- Head coach: David Pei
- Owner: Kroenke Sports & Entertainment
- Division: Pacific

Results
- Record: 25–15 (.625)
- Place: Pacific: 2nd; League: 4th;
- Stage 1 Playoffs: Did not qualify
- Stage 2 Playoffs: Did not qualify
- Stage 3 Playoffs: Semifinals
- Stage 4 Playoffs: Semifinals
- Season Playoffs: Quarterfinals
- Total Earnings: $200,000

= 2018 Los Angeles Gladiators season =

The 2018 Los Angeles Gladiators was the first season of the Los Angeles Gladiators's existence in the Overwatch League. The team finished with a regular season record of 25–15 – the fourth best in the Overwatch League.

Los Angeles qualified for the Stage 3 and Stage 4 Playoffs. The team lost in the Stage 3 semifinals to the Boston Uprising. In the Stage 4 semifinals, the Gladiators lost to the Los Angeles Valiant. The team also qualified for the Season Playoffs, but lost to the London Spitfire in the quarterfinals.

== Preceding offseason ==
On November 2, Gladiators unveiled their initial 7-player inaugural season roster, consisting of the following players:
- Lane "Surefour" Roberts
- João Pedro "Hydration" Goes Telles
- Kim "Bischu" Hyung-seok
- Jonas "Shaz" Suovaara
- Benjamin "BigGoose" Isohanni
- Choi "Asher" Jun-sung
- Luis "iRemiix" Galarza Figueroa
The team revealed that the players were picked from a conglomeration of professional Overwatch esports teams to suit an "aggressive and fun" playstyle the team hoped to emulate as a reflection of their personality.

== Review ==
=== Regular season ===
Their debut match was a 4–0 victory over the Shanghai Dragons. They finished Stage 1 with a 4–6 record in 8th place.
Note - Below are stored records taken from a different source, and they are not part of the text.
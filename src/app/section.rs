//! Plot sections: card placement, block dispatch, descriptions

use eframe::egui;
use tracing::info;
use crate::core::{Alignment, Block, PlotDescriptor, SectionLayout, Side};
use crate::theme::colors;
use super::charts::{bar_chart, pie_chart};
use super::DashboardApp;

/// Share of the row width a section card takes
const SECTION_WIDTH: f32 = 0.85;

impl DashboardApp {
    pub(crate) fn render_section(
        &mut self,
        ui: &mut egui::Ui,
        section: &SectionLayout,
        plot: &PlotDescriptor,
    ) {
        let width = ui.available_width() * SECTION_WIDTH;
        let align = match section.alignment {
            Alignment::Left => egui::Align::Min,
            Alignment::Right => egui::Align::Max,
        };

        let card = ui
            .with_layout(egui::Layout::top_down(align), |ui| {
                egui::Frame::new()
                    .fill(colors::BG_CARD)
                    .stroke(egui::Stroke::new(1.0, colors::BORDER))
                    .corner_radius(8.0)
                    .inner_margin(16.0)
                    .show(ui, |ui| {
                        ui.set_width(width);
                        ui.with_layout(egui::Layout::top_down(egui::Align::Min), |ui| {
                            render_blocks(ui, section, plot);
                        });
                    })
                    .response
            })
            .inner;

        if self.nav.take_if_target(section.anchor) {
            info!(anchor = ?section.anchor, index = section.index, "Scrolling to section");
            ui.scroll_to_rect(card.rect, Some(egui::Align::TOP));
        }
    }
}

fn render_blocks(ui: &mut egui::Ui, section: &SectionLayout, plot: &PlotDescriptor) {
    if section.side_by_side && !section.blocks.is_empty() {
        ui.columns(section.blocks.len(), |columns| {
            for (column, block) in columns.iter_mut().zip(&section.blocks) {
                render_block(column, block, section.index, plot);
            }
        });
    } else {
        for block in &section.blocks {
            render_block(ui, block, section.index, plot);
        }
    }
}

fn render_block(ui: &mut egui::Ui, block: &Block, index: usize, plot: &PlotDescriptor) {
    match block {
        Block::PieChart { heading } => {
            if let Some(heading) = heading {
                sub_heading(ui, heading);
            }
            pie_chart(ui, ("pie", index), &plot.data);
        }
        Block::BarChart { heading } => {
            if let Some(heading) = heading {
                sub_heading(ui, heading);
            }
            bar_chart(ui, ("bar", index), &plot.data);
        }
        Block::DescriptionPanel(side) => {
            let align = match side {
                Side::Left => egui::Align::Min,
                Side::Right => egui::Align::Max,
            };
            ui.with_layout(egui::Layout::top_down(align), |ui| {
                description_popup(ui, plot);
            });
        }
        Block::Description => {
            ui.add_space(8.0);
            description_popup(ui, plot);
        }
    }
}

fn sub_heading(ui: &mut egui::Ui, text: &str) {
    ui.label(
        egui::RichText::new(text)
            .color(colors::TEXT_PRIMARY)
            .size(17.0)
            .strong(),
    );
}

/// One paragraph per description line
fn description_popup(ui: &mut egui::Ui, plot: &PlotDescriptor) {
    egui::Frame::new()
        .fill(colors::BG_POPUP)
        .stroke(egui::Stroke::new(1.0, colors::BORDER))
        .corner_radius(6.0)
        .inner_margin(10.0)
        .show(ui, |ui| {
            for line in plot.description_lines() {
                ui.label(egui::RichText::new(line).color(colors::TEXT_SECONDARY));
            }
        });
}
Heading into Stage 2, the team announced the transfer of tank player Baek "Fissure" Chan-hyung from the London Spitfire. Following the acquisition of Fissure, the team finished the stage in fifth place with a 6–4 record, including a 4–0 sweep over the Valiant.

Between Stages 2 and 3, the Gladiators acquired Ted "silkthread" Wang from the Valiant and Kang "Void" Jun-woo from Kongdoo Panthera. However, visa issues would cause Void to completely miss out on Stage 3. The Gladiators finished Stage 3 with a 6–4 record in fourth place, which, beginning with the third stage, was the final stage playoff spot. The top-seeded Boston Uprising, undefeated in Stage 3, selected the Gladiators as their first round opponent. On May 6, the Uprising swept the Gladiators 3–0.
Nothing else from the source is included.